El informe de un grupo de veinte expertos de la Universidad de la República, el Centro Universitario Regional del Este, el Instituto de Investigaciones Biológicas Clemente Estable y la Universidad de Wageningen, recibido por el futuro presidente Yamandú Orsi, es demoledor. Al respecto, se advierte que “la calidad del agua en la zona se ve afectada por tres factores fundamentales: la salinidad, la presencia de altas concentraciones de materia orgánica disuelta y contaminantes, y la ocurrencia frecuente de altas densidades de cianobacterias y sus toxinas asociadas”, atribuibles, en algunos casos, al uso del suelo y a las actividades productivas.
La futura planta trabajará con agua bruta procedente del Río de la Plata –que es un estuario–, afectada por factores climáticos y por el aumento de la salinidad. Además, la calidad del líquido elemento puede ser afectada por floraciones de cianobacterias.

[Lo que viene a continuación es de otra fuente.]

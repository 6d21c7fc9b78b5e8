mod api;
mod config;
mod database;
mod middleware;
mod models;
mod services;
mod utils;

use actix_cors::Cors;
use actix_web::{middleware::Logger, web, App, HttpServer};
use dotenv::dotenv;
use utoipa::OpenApi;
use utoipa_swagger_ui::SwaggerUi;

use crate::config::Config;

#[actix_web::main]
async fn main() -> std::io::Result<()> {
    // Load environment variables
    dotenv().ok();

    // Initialize logger
    env_logger::init_from_env(env_logger::Env::new().default_filter_or("info"));

    let config = Config::from_env();

    log::info!("🚀 Starting Trip Reports Service...");
    log::info!("📊 Database: {}", config.database_url);

    // Initialize MongoDB connection (pooled, shared across requests)
    let db = database::MongoDB::new(&config.database_url)
        .await
        .expect("Failed to connect to MongoDB");

    let db_data = web::Data::new(db.clone());
    let config_data = web::Data::new(config.clone());

    log::info!("✅ MongoDB connected successfully");
    log::info!("🌐 Server starting on {}", config.bind_addr());
    log::info!(
        "📚 Swagger UI available at: http://{}:{}/swagger-ui/",
        config.host,
        config.port
    );

    let bind_addr = config.bind_addr();

    // Start HTTP server
    HttpServer::new(move || {
        let cors = Cors::default()
            .allow_any_origin()
            .allowed_methods(vec!["GET", "POST", "OPTIONS"])
            .allowed_headers(vec![
                actix_web::http::header::CONTENT_TYPE,
                actix_web::http::header::ACCEPT,
            ])
            .max_age(3600);

        // Generate OpenAPI specification
        let openapi = api::swagger::ApiDoc::openapi();

        App::new()
            .app_data(db_data.clone())
            .app_data(config_data.clone())
            .wrap(cors)
            .wrap(middleware::RequestMetrics)
            .wrap(Logger::default())
            // Swagger UI
            .service(
                SwaggerUi::new("/swagger-ui/{_:.*}").url("/api-docs/openapi.json", openapi),
            )
            // Health check
            .route("/health", web::get().to(api::health::health_check))
            // Metrics
            .route("/metrics", web::get().to(api::metrics::get_metrics))
            // Trip report routes (both kinds)
            .configure(api::reports::configure)
            // Anything else gets the static frontend
            .default_service(web::to(api::site::spa_fallback))
    })
    .bind(bind_addr)?
    .run()
    .await
}
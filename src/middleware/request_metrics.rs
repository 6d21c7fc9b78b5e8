use actix_web::{
    dev::{forward_ready, Service, ServiceRequest, ServiceResponse, Transform},
    Error,
};
use futures::future::LocalBoxFuture;
use std::future::{ready, Ready};

use crate::api::metrics;

/// Alimenta os contadores expostos em /metrics: toda request conta,
/// respostas 4xx/5xx contam como erro.
pub struct RequestMetrics;

impl<S, B> Transform<S, ServiceRequest> for RequestMetrics
where
    S: Service<ServiceRequest, Response = ServiceResponse<B>, Error = Error>,
    S::Future: 'static,
    B: 'static,
{
    type Response = ServiceResponse<B>;
    type Error = Error;
    type InitError = ();
    type Transform = RequestMetricsMiddleware<S>;
    type Future = Ready<Result<Self::Transform, Self::InitError>>;

    fn new_transform(&self, service: S) -> Self::Future {
        ready(Ok(RequestMetricsMiddleware { service }))
    }
}

pub struct RequestMetricsMiddleware<S> {
    service: S,
}

impl<S, B> Service<ServiceRequest> for RequestMetricsMiddleware<S>
where
    S: Service<ServiceRequest, Response = ServiceResponse<B>, Error = Error>,
    S::Future: 'static,
    B: 'static,
{
    type Response = ServiceResponse<B>;
    type Error = Error;
    type Future = LocalBoxFuture<'static, Result<Self::Response, Self::Error>>;

    forward_ready!(service);

    fn call(&self, req: ServiceRequest) -> Self::Future {
        metrics::increment_request_count();

        let fut = self.service.call(req);

        Box::pin(async move {
            let res = fut.await?;

            if res.status().is_client_error() || res.status().is_server_error() {
                metrics::increment_error_count();
            }

            Ok(res)
        })
    }
}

“El Río de la Plata presenta problemas recurrentes de acumulación de cianobacterias. Ello implica un claro riesgo sanitario, dado que estos organismos son productores de un tipo de moléculas altamente tóxicas (microcistinas) para animales en general y humanos en particular. En la zona de referencia, estas toxinas se han encontrado en concentraciones que serían perjudiciales incluso después de un proceso de potabilización”, destacan los técnicos, quienes subrayan que el órgano más afectado por las microcistinas es el hígado, pero también los pulmones, el intestino y los riñones que, dado su efecto acumulativo, “pueden ser agentes causales de cirrosis y cáncer”.
La obligación de la futura Administración es torcerle el brazo al Gobierno saliente, porque el proyecto no está incluido como una prioridad en el programa del Frente Amplio y porque las advertencias de los científicos –que son muy serias– constituyen un motivo suficiente para que la iniciativa sea abortada, más allá de las consideraciones que atañen a la legalidad y al costo, que condicionaría al país durante casi dos décadas.
El Proyecto Neptuno es groseramente inconstitucional, muy oneroso por la participación de las pirañas del poder económico y, si se quiere, hasta criminal, porque el uso y el consumo del agua, que es un derecho humano consagrado constitucionalmente, puede conllevar dramáticos perjuicios para la salud humana.
Esta es una nueva ofensiva privatizadora que se propone un Gobierno con fecha de vencimiento que, como en otros casos, arroja un manto de duda sobre la falta de transparencia de sus procedimientos y despierta fundadas sospechas de corrupción. Evidentemente, es peor el remedio que la enfermedad.